RE: [bidi] Re: BIDI?

Ø  I agree with Mati that seeing "com.google.docs//:http" instead of "http://docs.google.com" in an RTL context is no good, and I agree with Mohamed that the best results would be to set the IRI's base level according to direction of the characters used in the domain.
We’ve actually received feedback from BIDI speakers that com.google.docs//:http (or com.microsoft.www//:http) is actually preferred by some users.
We’ve also had some feedback (from different governments) that http://RTL1.RTL2.RTL3 would sometimes be the preferred form.  (where RTL is supposed to represent a RTL field/label)
The actual preferences seem to be dependent partially on the user’s culture and partially on other life experiences.  (Eg: computer scientists are less likely to prefer the right to left ordering).  Other user correlations similar to Hebrew and Arabic mathematical preferences seem to exist.
So, we’ve been leaning toward the following thinking:
* always order the labels/fields either from left to right or right to left.
* pick the initial direction from the user environment (eg: English gets left to right fields, Arabic gets right to left fields).
* allow the user to override the direction in their preferences.
We haven’t thought as much about IRIs within a document, we’ve been thinking that if we need to understand user expectations for the address bar first.  However, I think in that case of IRIs within a document, the primary language of the document count as the “user environment”.
Note that we aren’t really giving any weight to existing behavior and were trying to understand user expectations from a clean slate because it’s trivial to get IE’s address bar, or other apps, to do obviously-wrong things (like put http in the visual middle of the string!)

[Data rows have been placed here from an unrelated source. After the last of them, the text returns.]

//! Shopfront Test Utilities
//!
//! Shared test infrastructure for the shopfront workspace:
//! - Proptest generators for entity shapes and key components
//! - Fixtures for common inputs
//! - A seeded in-memory storefront with a cold cache
//! - Assertions for shopfront error and invariant checks

pub use shopfront_storage::{InMemoryStore, MemoryCatalog, SourceOp, Storefront};

pub use shopfront_core::{
    Address, CacheConfig, CachedCart, CachedProduct, CachedVariant, CachedWishlist, Category,
    CategoryId, EntityFamily, MediaId, MediaItem, NewAddress, NewCartLine, NewCategory,
    NewMediaItem, NewProduct, NewUserProfile, NewVariant, NewWishlistEntry, ProductId, ProductRow,
    ShopError, ShopResult, StorageError, Timestamp, UserId, UserProfile, ValidationError,
    VariantId,
};

use chrono::Utc;
use std::collections::BTreeMap;

// ============================================================================
// PROPTEST GENERATORS
// ============================================================================

pub mod generators {
    //! Proptest strategies for shopfront types.

    use super::*;
    use proptest::prelude::*;
    use uuid::Uuid;

    /// Generate a random UUID.
    pub fn arb_uuid() -> impl Strategy<Value = Uuid> {
        any::<[u8; 16]>().prop_map(Uuid::from_bytes)
    }

    /// Generate a Timestamp within 2020-2030.
    pub fn arb_timestamp() -> impl Strategy<Value = Timestamp> {
        (1577836800i64..1893456000i64).prop_map(|secs| {
            chrono::DateTime::from_timestamp(secs, 0).unwrap_or_else(Utc::now)
        })
    }

    /// Generate a valid kebab-case slug.
    pub fn arb_slug() -> impl Strategy<Value = String> {
        "[a-z0-9]{1,8}(-[a-z0-9]{1,8}){0,3}"
    }

    /// Key component text, biased towards the characters the key scheme
    /// reserves.
    pub fn arb_key_component() -> impl Strategy<Value = String> {
        prop_oneof![
            "[a-z0-9]{1,12}",
            "[a-z:*!%/ ]{1,12}",
            any::<String>().prop_filter("non-empty", |s| !s.is_empty()),
        ]
    }

    pub fn arb_user_id() -> impl Strategy<Value = UserId> {
        arb_key_component()
            .prop_filter("non-blank", |s| !s.trim().is_empty())
            .prop_map(UserId::new)
    }

    pub fn arb_media_id() -> impl Strategy<Value = MediaId> {
        "[a-z0-9]{1,8}(/[a-z0-9]{1,8}){0,2}\\.(png|jpg|webp)".prop_map(MediaId::new)
    }

    pub fn arb_category() -> impl Strategy<Value = Category> {
        (
            arb_uuid(),
            "[A-Za-z][A-Za-z ]{0,23}",
            arb_slug(),
            proptest::option::of("[A-Za-z ,.]{0,64}"),
            arb_timestamp(),
        )
            .prop_map(|(id, name, slug, description, at)| Category {
                id: CategoryId(id),
                name,
                slug,
                description,
                created_at: at,
                updated_at: at,
            })
    }

    pub fn arb_media_item() -> impl Strategy<Value = MediaItem> {
        (
            arb_media_id(),
            proptest::option::of("[A-Za-z ]{1,32}"),
            prop_oneof![Just("image/png"), Just("image/jpeg"), Just("image/webp")],
            arb_timestamp(),
        )
            .prop_map(|(id, alt, mime, at)| MediaItem {
                url: format!("https://cdn.example.com/{}", id),
                id,
                alt,
                mime_type: mime.to_string(),
                created_at: at,
            })
    }

    pub fn arb_user_profile() -> impl Strategy<Value = UserProfile> {
        (
            "[a-z0-9]{4,16}",
            "[a-z]{1,10}@[a-z]{1,10}\\.(com|org|dev)",
            proptest::option::of("[A-Z][a-z]{1,12}"),
            arb_timestamp(),
        )
            .prop_map(|(id, email, name, at)| UserProfile {
                id: UserId::new(id),
                email,
                name,
                image: None,
                created_at: at,
                updated_at: at,
            })
    }

    /// A schema-valid product snapshot whose media entries are each either
    /// resolved or missing.
    pub fn arb_cached_product() -> impl Strategy<Value = CachedProduct> {
        (
            arb_uuid(),
            arb_slug(),
            0i64..1_000_000,
            prop::collection::vec((arb_media_item(), any::<bool>()), 0..4),
            prop::collection::vec(("[A-Z0-9]{4,10}", 0i32..500), 0..3),
            arb_timestamp(),
        )
            .prop_map(|(id, slug, price, media, variants, at)| {
                let product_id = ProductId(id);
                CachedProduct {
                    id: product_id,
                    product_type_id: None,
                    title: slug.replace('-', " "),
                    slug,
                    description: None,
                    price_cents: price,
                    currency: "USD".to_string(),
                    media_ids: media.iter().map(|(item, _)| item.id.clone()).collect(),
                    media: media
                        .into_iter()
                        .map(|(item, resolved)| resolved.then_some(item))
                        .collect(),
                    is_published: true,
                    variants: variants
                        .into_iter()
                        .map(|(sku, stock)| CachedVariant {
                            id: VariantId::generate(),
                            product_id,
                            sku,
                            options: BTreeMap::new(),
                            price_cents: None,
                            stock,
                            image_id: None,
                            image: None,
                        })
                        .collect(),
                    created_at: at,
                    updated_at: at,
                }
            })
    }

    pub fn arb_cached_cart() -> impl Strategy<Value = CachedCart> {
        (arb_user_id(), arb_cached_product(), 1i32..20, arb_timestamp()).prop_map(
            |(user_id, product, quantity, at)| CachedCart {
                user_id,
                product_id: product.id,
                variant_id: product.variants.first().map(|v| v.id),
                quantity,
                created_at: at,
                product,
            },
        )
    }

    pub fn arb_new_address(user: UserId) -> impl Strategy<Value = NewAddress> {
        (
            "[A-Z][a-z]{1,10} [A-Z][a-z]{1,10}",
            "[0-9]{1,4} [A-Z][a-z]{2,10} St",
            "[A-Z][a-z]{2,12}",
            "[0-9]{5}",
            prop_oneof![Just("US"), Just("DE"), Just("FR"), Just("JP")],
            any::<bool>(),
        )
            .prop_map(move |(full_name, line1, city, postal_code, country, is_primary)| {
                NewAddress {
                    user_id: user.clone(),
                    full_name,
                    line1,
                    line2: None,
                    city,
                    region: None,
                    postal_code,
                    country: country.to_string(),
                    phone: None,
                    is_primary,
                }
            })
    }
}

// ============================================================================
// TEST FIXTURES
// ============================================================================

pub mod fixtures {
    //! Pre-built inputs for common scenarios.

    use super::*;

    pub fn new_category(slug: &str) -> NewCategory {
        NewCategory {
            name: slug.replace('-', " "),
            slug: slug.to_string(),
            description: None,
        }
    }

    pub fn new_media(id: &str) -> NewMediaItem {
        NewMediaItem {
            id: MediaId::new(id),
            url: format!("https://cdn.example.com/{}", id),
            alt: Some(format!("picture of {}", id)),
            mime_type: "image/png".to_string(),
        }
    }

    pub fn new_user(id: &str) -> NewUserProfile {
        NewUserProfile {
            id: UserId::new(id),
            email: format!("{}@example.com", id),
            name: None,
            image: None,
        }
    }

    /// A published product referencing `media`, with one variant per entry of
    /// `variant_images`.
    pub fn new_product(slug: &str, media: &[&str], variant_images: &[Option<&str>]) -> NewProduct {
        NewProduct {
            product_type_id: None,
            title: slug.replace('-', " "),
            slug: slug.to_string(),
            description: None,
            price_cents: 2500,
            currency: "USD".to_string(),
            media_ids: media.iter().map(|id| MediaId::new(*id)).collect(),
            is_published: true,
            variants: variant_images
                .iter()
                .enumerate()
                .map(|(i, image)| NewVariant {
                    sku: format!("{}-{}", slug, i).to_uppercase(),
                    options: BTreeMap::from([("size".to_string(), format!("{}", i))]),
                    price_cents: None,
                    stock: 10,
                    image_id: image.map(MediaId::new),
                })
                .collect(),
        }
    }

    pub fn new_address(user: &UserId, city: &str, is_primary: bool) -> NewAddress {
        NewAddress {
            user_id: user.clone(),
            full_name: "Ada Lovelace".to_string(),
            line1: "12 Analytical Row".to_string(),
            line2: None,
            city: city.to_string(),
            region: None,
            postal_code: "10115".to_string(),
            country: "DE".to_string(),
            phone: None,
            is_primary,
        }
    }
}

// ============================================================================
// SEEDED STOREFRONT
// ============================================================================

pub mod seed {
    //! A storefront over [`MemoryCatalog`] and [`InMemoryStore`], seeded
    //! relationally with an empty cache.

    use super::*;
    use shopfront_storage::{
        CartFamily, CategoryFamily, MediaFamily, RowWriter, UserFamily, WishlistFamily,
    };
    use std::sync::Arc;

    /// Media id referenced by the seeded product but never created.
    pub const MISSING_MEDIA: &str = "deleted/gone.png";

    pub struct SeededStorefront {
        pub storefront: Storefront<MemoryCatalog, InMemoryStore>,
        pub catalog: Arc<MemoryCatalog>,
        pub store: Arc<InMemoryStore>,
        pub user: UserId,
        pub categories: Vec<Category>,
        pub media: Vec<MediaItem>,
        pub product: ProductRow,
    }

    /// Seed three categories, two media items, one product referencing both
    /// plus [`MISSING_MEDIA`], and a user with two cart lines and one
    /// wishlist entry. Call counters are reset afterwards.
    pub async fn seeded_storefront() -> ShopResult<SeededStorefront> {
        let catalog = Arc::new(MemoryCatalog::new());
        let store = Arc::new(InMemoryStore::new());

        let mut categories = Vec::new();
        for slug in ["shoes", "hats", "bags"] {
            categories.push(
                RowWriter::<CategoryFamily>::create(&*catalog, fixtures::new_category(slug))
                    .await?,
            );
        }

        let mut media = Vec::new();
        for id in ["products/front.png", "products/back.png"] {
            media.push(RowWriter::<MediaFamily>::create(&*catalog, fixtures::new_media(id)).await?);
        }

        let product = catalog.insert_product(fixtures::new_product(
            "trail-runner",
            &["products/front.png", "products/back.png", MISSING_MEDIA],
            &[Some("products/front.png"), None],
        ))?;

        let user = UserId::new("user-1");
        RowWriter::<UserFamily>::create(&*catalog, fixtures::new_user(user.as_str())).await?;
        RowWriter::<CartFamily>::create(
            &*catalog,
            NewCartLine {
                user_id: user.clone(),
                product_id: product.id,
                variant_id: None,
                quantity: 1,
            },
        )
        .await?;
        RowWriter::<CartFamily>::create(
            &*catalog,
            NewCartLine {
                user_id: user.clone(),
                product_id: product.id,
                variant_id: product.variants.first().map(|v| v.id),
                quantity: 2,
            },
        )
        .await?;
        RowWriter::<WishlistFamily>::create(
            &*catalog,
            NewWishlistEntry {
                user_id: user.clone(),
                product_id: product.id,
            },
        )
        .await?;

        catalog.reset_calls();
        let storefront = Storefront::new(catalog.clone(), store.clone(), &CacheConfig::default())?;

        Ok(SeededStorefront {
            storefront,
            catalog,
            store,
            user,
            categories,
            media,
            product,
        })
    }
}

// ============================================================================
// CUSTOM ASSERTIONS
// ============================================================================

pub mod assertions {
    //! Assertions for shopfront errors and invariants.

    use super::*;

    #[track_caller]
    pub fn assert_ok<T: std::fmt::Debug>(result: &ShopResult<T>) {
        assert!(result.is_ok(), "Expected Ok, got Err: {:?}", result);
    }

    #[track_caller]
    pub fn assert_err<T: std::fmt::Debug>(result: &ShopResult<T>) {
        assert!(result.is_err(), "Expected Err, got Ok: {:?}", result);
    }

    /// Assert that a ShopResult failed schema validation.
    #[track_caller]
    pub fn assert_validation_error<T: std::fmt::Debug>(result: &ShopResult<T>) {
        match result {
            Err(ShopError::Validation(_)) => {}
            other => panic!("Expected Validation error, got: {:?}", other),
        }
    }

    /// Assert that a ShopResult is a NotFound storage error for `entity`.
    #[track_caller]
    pub fn assert_not_found<T: std::fmt::Debug>(result: &ShopResult<T>, entity: &str) {
        match result {
            Err(ShopError::Storage(StorageError::NotFound { entity: e, .. })) => {
                assert_eq!(e, entity, "Wrong entity in NotFound error");
            }
            other => panic!("Expected NotFound error for {}, got: {:?}", entity, other),
        }
    }

    /// Assert that at most one address is primary, and exactly one when any
    /// exist.
    #[track_caller]
    pub fn assert_single_primary(addresses: &[Address]) {
        let primaries = addresses.iter().filter(|a| a.is_primary).count();
        if addresses.is_empty() {
            assert_eq!(primaries, 0);
        } else {
            assert_eq!(primaries, 1, "Expected exactly one primary in {:?}", addresses);
        }
    }
}

// ============================================================================
// TESTS
// ============================================================================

Anyway, that kind of seems consistent with Mark’s document The actual preference of which direction the labels are arranged seem to be dependent partially on the user’s culture and partially on other experience.  (Eg: computer scientists are less likely to prefer that form).  Other correlations similar to Hebrew and Arabic mathematical preferences seem to exist.  Note that lots of the discussion has been around the “address bar” experience, and less about IRIs embedded in random text.